Google’s creepy plan to kill the password
[bold]The password may be broken, but is 24/7 biometric tracking really any better?[/bold]
In the grab bag of Google/Alphabet’s big projects for 2016 is Project Abacus. It’s basically the company’s plot to kill the password in cold blood, by replacing it with smartphone user authentication via an uncrackable collection of biometric readings.
Abacus would lock or unlock devices and apps based on a cumulative “trust score” — as your phone continually monitors and recognizes your location patterns, voice and speech patterns, how you walk and type, and your face (among other things).
Like many things Google, it sounds miraculous. Your phone will just know it’s you. And infosec pundits who believe we’re stuck in password-hell Groundhog Day because “regular” people won’t do security if it’s inconvenient, will rejoice.
Former Googler Chris Messina sounded ecstatic about it on Twitter, saying that Abacus would beat the current gold standard, two-factor authentication, since losing access to SMS wouldn’t break the whole system.
Cisco engineer Shawn Cooley countered him saying, “very cool until I break my leg or hand & can’t auth to any services to get healthcare info since my behavior is diff.” Messina said, “you presume that your health records aren’t being managed by Verily.
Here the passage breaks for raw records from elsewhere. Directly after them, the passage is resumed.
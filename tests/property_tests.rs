//! Property-based tests for kadmesh
//!
//! Uses proptest to verify invariants across large input spaces.

use proptest::prelude::*;

fn node_id() -> impl Strategy<Value = kadmesh_dht::NodeId> {
    any::<[u8; 32]>().prop_map(kadmesh_dht::NodeId::from_bytes)
}

// ============================================================================
// NodeId / XOR Metric Properties
// ============================================================================

mod node_id_properties {
    use super::*;
    use kadmesh_dht::NodeId;

    proptest! {
        /// XOR distance is symmetric and zero only to itself
        #[test]
        fn distance_symmetric(a in node_id(), b in node_id()) {
            prop_assert_eq!(a.distance(&b), b.distance(&a));
            prop_assert_eq!(a.distance(&a), NodeId::ZERO);
            if a != b {
                prop_assert_ne!(a.distance(&b), NodeId::ZERO);
            }
        }

        /// Unidirectionality: for a fixed point, distinct ids are at distinct distances
        #[test]
        fn distance_unique(x in node_id(), a in node_id(), b in node_id()) {
            prop_assume!(a != b);
            prop_assert_ne!(x.distance(&a), x.distance(&b));
        }

        /// Shared prefix length agrees with bitwise comparison
        #[test]
        fn common_prefix_matches_bits(a in node_id(), b in node_id()) {
            let shared = a.common_prefix_len(&b);
            for i in 0..shared.min(NodeId::BITS) {
                prop_assert_eq!(a.bit(i), b.bit(i));
            }
            if shared < NodeId::BITS {
                prop_assert_ne!(a.bit(shared), b.bit(shared));
            }
        }

        /// Ids generated inside a prefix keep it
        #[test]
        fn random_in_prefix_keeps_prefix(prefix in node_id(), depth in 0usize..=256) {
            let id = NodeId::random_in_prefix(&prefix, depth);
            prop_assert!(id.common_prefix_len(&prefix) >= depth);
        }

        /// Setting a bit is visible through `bit` and touches nothing else
        #[test]
        fn with_bit_sets_one_bit(id in node_id(), index in 0usize..256, value in any::<bool>()) {
            let changed = id.with_bit(index, value);
            prop_assert_eq!(changed.bit(index), value);
            let flipped = changed.distance(&id);
            prop_assert!(flipped == NodeId::ZERO || flipped.leading_zeros() == index);
        }
    }
}

// ============================================================================
// Routing Table Properties
// ============================================================================

mod routing_properties {
    use super::*;
    use kadmesh_dht::routing::{RoutingConfig, RoutingTable};
    use kadmesh_dht::{Contact, NodeId};
    use std::net::SocketAddr;

    fn table(local: NodeId, ids: &[NodeId]) -> RoutingTable {
        let config = RoutingConfig {
            k: 4,
            b: 2,
            ..RoutingConfig::default()
        };
        let mut table = RoutingTable::new(local, config);
        for (i, id) in ids.iter().enumerate() {
            let addr = SocketAddr::from(([10, 0, (i / 250) as u8, (i % 250) as u8 + 1], 6881));
            table.contact_seen(Contact::new(*id, addr), i % 3 != 0);
        }
        table
    }

    proptest! {
        #![proptest_config(ProptestConfig::with_cases(64))]

        /// Buckets never exceed K and hold only ids inside their prefix
        #[test]
        fn buckets_bounded(local in node_id(), ids in prop::collection::vec(node_id(), 0..200)) {
            let table = table(local, &ids);
            for bucket in table.buckets() {
                prop_assert!(bucket.contacts().len() <= 4);
                for entry in bucket.contacts() {
                    prop_assert!(bucket.covers(&entry.contact.id));
                    prop_assert_ne!(entry.contact.id, local);
                }
            }
        }

        /// Every id falls into exactly one bucket
        #[test]
        fn buckets_partition_id_space(
            local in node_id(),
            ids in prop::collection::vec(node_id(), 0..200),
            probes in prop::collection::vec(node_id(), 1..20),
        ) {
            let table = table(local, &ids);
            for probe in probes.iter().chain(std::iter::once(&local)) {
                let covering = table.buckets().iter().filter(|b| b.covers(probe)).count();
                prop_assert_eq!(covering, 1);
            }
        }

        /// An admitted contact is its own closest contact
        #[test]
        fn admitted_contact_is_closest_to_itself(
            local in node_id(),
            ids in prop::collection::vec(node_id(), 1..150),
        ) {
            let table = table(local, &ids);
            let admitted: Vec<NodeId> = table.entries().map(|e| e.contact.id).collect();
            for id in admitted {
                let closest = table.find_closest(&id, 1);
                prop_assert_eq!(closest.len(), 1);
                prop_assert_eq!(closest[0].id, id);
            }
        }

        /// Closest contacts come back sorted by distance
        #[test]
        fn find_closest_sorted(
            local in node_id(),
            target in node_id(),
            ids in prop::collection::vec(node_id(), 0..150),
            count in 1usize..30,
        ) {
            let table = table(local, &ids);
            let closest = table.find_closest(&target, count);
            prop_assert!(closest.len() <= count);
            prop_assert!(closest.len() <= table.len());
            for pair in closest.windows(2) {
                prop_assert!(pair[0].id.distance(&target) <= pair[1].id.distance(&target));
            }
        }
    }
}

// ============================================================================
// Bloom Filter Properties
// ============================================================================

mod bloom_properties {
    use super::*;
    use kadmesh_dht::bloom::{BloomFilter, FilterKind};

    proptest! {
        /// Every added key is reported present
        #[test]
        fn no_false_negatives(
            counting in any::<bool>(),
            keys in prop::collection::vec(prop::collection::vec(any::<u8>(), 1..32), 1..100),
        ) {
            let kind = if counting { FilterKind::Counting } else { FilterKind::AddOnly };
            let mut filter = BloomFilter::new(kind, 1000).unwrap();
            for key in &keys {
                filter.add(key);
            }
            for key in &keys {
                prop_assert!(filter.contains(key));
            }
        }

        /// Removing from a counting filter keeps the remaining keys present
        #[test]
        fn counting_remove_keeps_others(
            keys in prop::collection::hash_set(prop::collection::vec(any::<u8>(), 1..16), 2..50),
        ) {
            let keys: Vec<Vec<u8>> = keys.into_iter().collect();
            let mut filter = BloomFilter::new(FilterKind::Counting, 2000).unwrap();
            for key in &keys {
                filter.add(key);
            }
            let (removed, kept) = keys.split_at(keys.len() / 2);
            for key in removed {
                filter.remove(key).unwrap();
            }
            for key in kept {
                prop_assert!(filter.contains(key));
            }
        }

        /// Serialized filters answer the same queries
        #[test]
        fn serialized_filter_equivalent(
            keys in prop::collection::vec(any::<u64>(), 0..100),
            probes in prop::collection::vec(any::<u64>(), 0..50),
        ) {
            let mut filter = BloomFilter::new(FilterKind::Counting, 500).unwrap();
            for key in &keys {
                filter.add(&key.to_be_bytes());
            }
            let restored = BloomFilter::from_bytes(&filter.to_bytes()).unwrap();
            for probe in keys.iter().chain(&probes) {
                prop_assert_eq!(
                    restored.contains(&probe.to_be_bytes()),
                    filter.contains(&probe.to_be_bytes())
                );
            }
        }

        /// Arbitrary bytes never panic the filter decoder
        #[test]
        fn filter_decode_never_panics(bytes in prop::collection::vec(any::<u8>(), 0..256)) {
            let _ = BloomFilter::from_bytes(&bytes);
        }
    }
}

// ============================================================================
// Wire Format Properties
// ============================================================================

mod wire_properties {
    use super::*;
    use kadmesh_dht::rpc::messages::Packet;

    proptest! {
        #![proptest_config(ProptestConfig::with_cases(512))]

        /// Arbitrary datagrams never panic the packet decoder
        #[test]
        fn packet_decode_never_panics(bytes in prop::collection::vec(any::<u8>(), 0..1500)) {
            let _ = Packet::from_bytes(&bytes);
        }

        /// Anything that decodes re-encodes to a decodable packet
        #[test]
        fn decoded_packets_reencode(bytes in prop::collection::vec(any::<u8>(), 0..512)) {
            if let Ok(packet) = Packet::from_bytes(&bytes) {
                let encoded = packet.to_bytes().unwrap();
                prop_assert!(Packet::from_bytes(&encoded).is_ok());
            }
        }
    }
}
You would be wrong.”
During its first public demo at Google’s I/O conference, Regina Dugan claimed that with its “trust score” method, Project Abacus “may prove to be ten-fold more secure than just a fingerprint sensor.” And it’s easy to believe this could be true.
Chris Messina ❄︎ ✔@chrismessina
Alphabet’s #ProjectAbacus is algorithmic/probabilistic user identity & trust scoring. HUUUGE – https://t.co/iAg2r2YY4K
For keeping out attackers, the password is a manageable solution that can range from weak to tough — and right now, “killing the password” is a trendy set of words. Regular password systems are considered the weakest, especially ones that require a password to be short and simple.
Coming more into fashion now is two-factor authentication. This typically combines login with a text message or email you need as a second step for verifying it’s really you. It’s tougher to hack, and this year it’s being phased in for banking customers by federal mandate. And then we have fingerprints, which are very secure and onerous to imitate, although a thumbprint can be obtained by physical force. Instead of any of these current “front door locks” on our phones, accounts and logins, someone using Abacus would … actually do very little.
Google would do all the work. Correction, the work is already being done. All the data and constant monitoring needed by Abacus is already happening with your smartphone. Like its contemporaries Facebook and Apple, Google is already tracking and recording you up the… you know. That’s why law enforcement loves it when suspects use smartphones.
To make Abacus use our tracked information as a security system, it’s only a matter of putting it all together and giving it a shiny front-end. What it also requires, however, is constant, invasive surveillance and access to some pretty intimate records.
Great idea, scary in real life.
But as tech giants chew up the privacy landscape in their determination to become everything-in-one, is this a natural solution for user security? Or is this just another boneheaded tech idea that’s gonna be way too creepy to catch on?
My money’s on Project Abacus ending up a time-honored (hi Glass!), well-intentioned, and out-of-touch (I miss you Reader!) moment of Alpha-Goog self-indulgence.
Abacus would ostensibly roll out Android devices with a simple software update — a touchy subject for its users, who are bitterly accustomed to getting left out of the latest versions of things. Users who are all too often left out of the security loop with patches and updates.
Perhaps securing Android itself might be the most awesome thing to do first. I’m not exactly sure how I feel about an app collecting literally everything possible about me to create a “trust score” dossier running on Android, considered by some to be the most hacked operating system on the planet.
In the end, I’ll agree that Project Abacus is trying to solve a user security problem that is in dire need of a fix.
However, this problem isn’t going to be solved at the user level. An unbeatable password system would only to stop attackers from getting in if the security of everything around it is perfect.
Meaning, you could agree to Google’s Project Cavity Search and swim in a pool of security superiority all you want, but when your bank gets popped by an Eastern European crime syndicate, you’re still just as screwed when your data hits darknet sites.
The real problem isn’t that passwords suck, it’s that data collection on us has gotten waaaay out of our control. And most data dealers are terrible at security.
I get that Google can’t solve the bigger problem for consumers, namely everyone else’s security failures, and is instead trying to make our own front line security better. It’s about time everyone was passionate about this.
But just imagine the potential of a different approach. What if instead of trying to Orwell the password into the past, Alpha-Goog instead focused its brainpower on giving us a tool to reign in the tracking and sales free-for-all that’s currently going on with our data.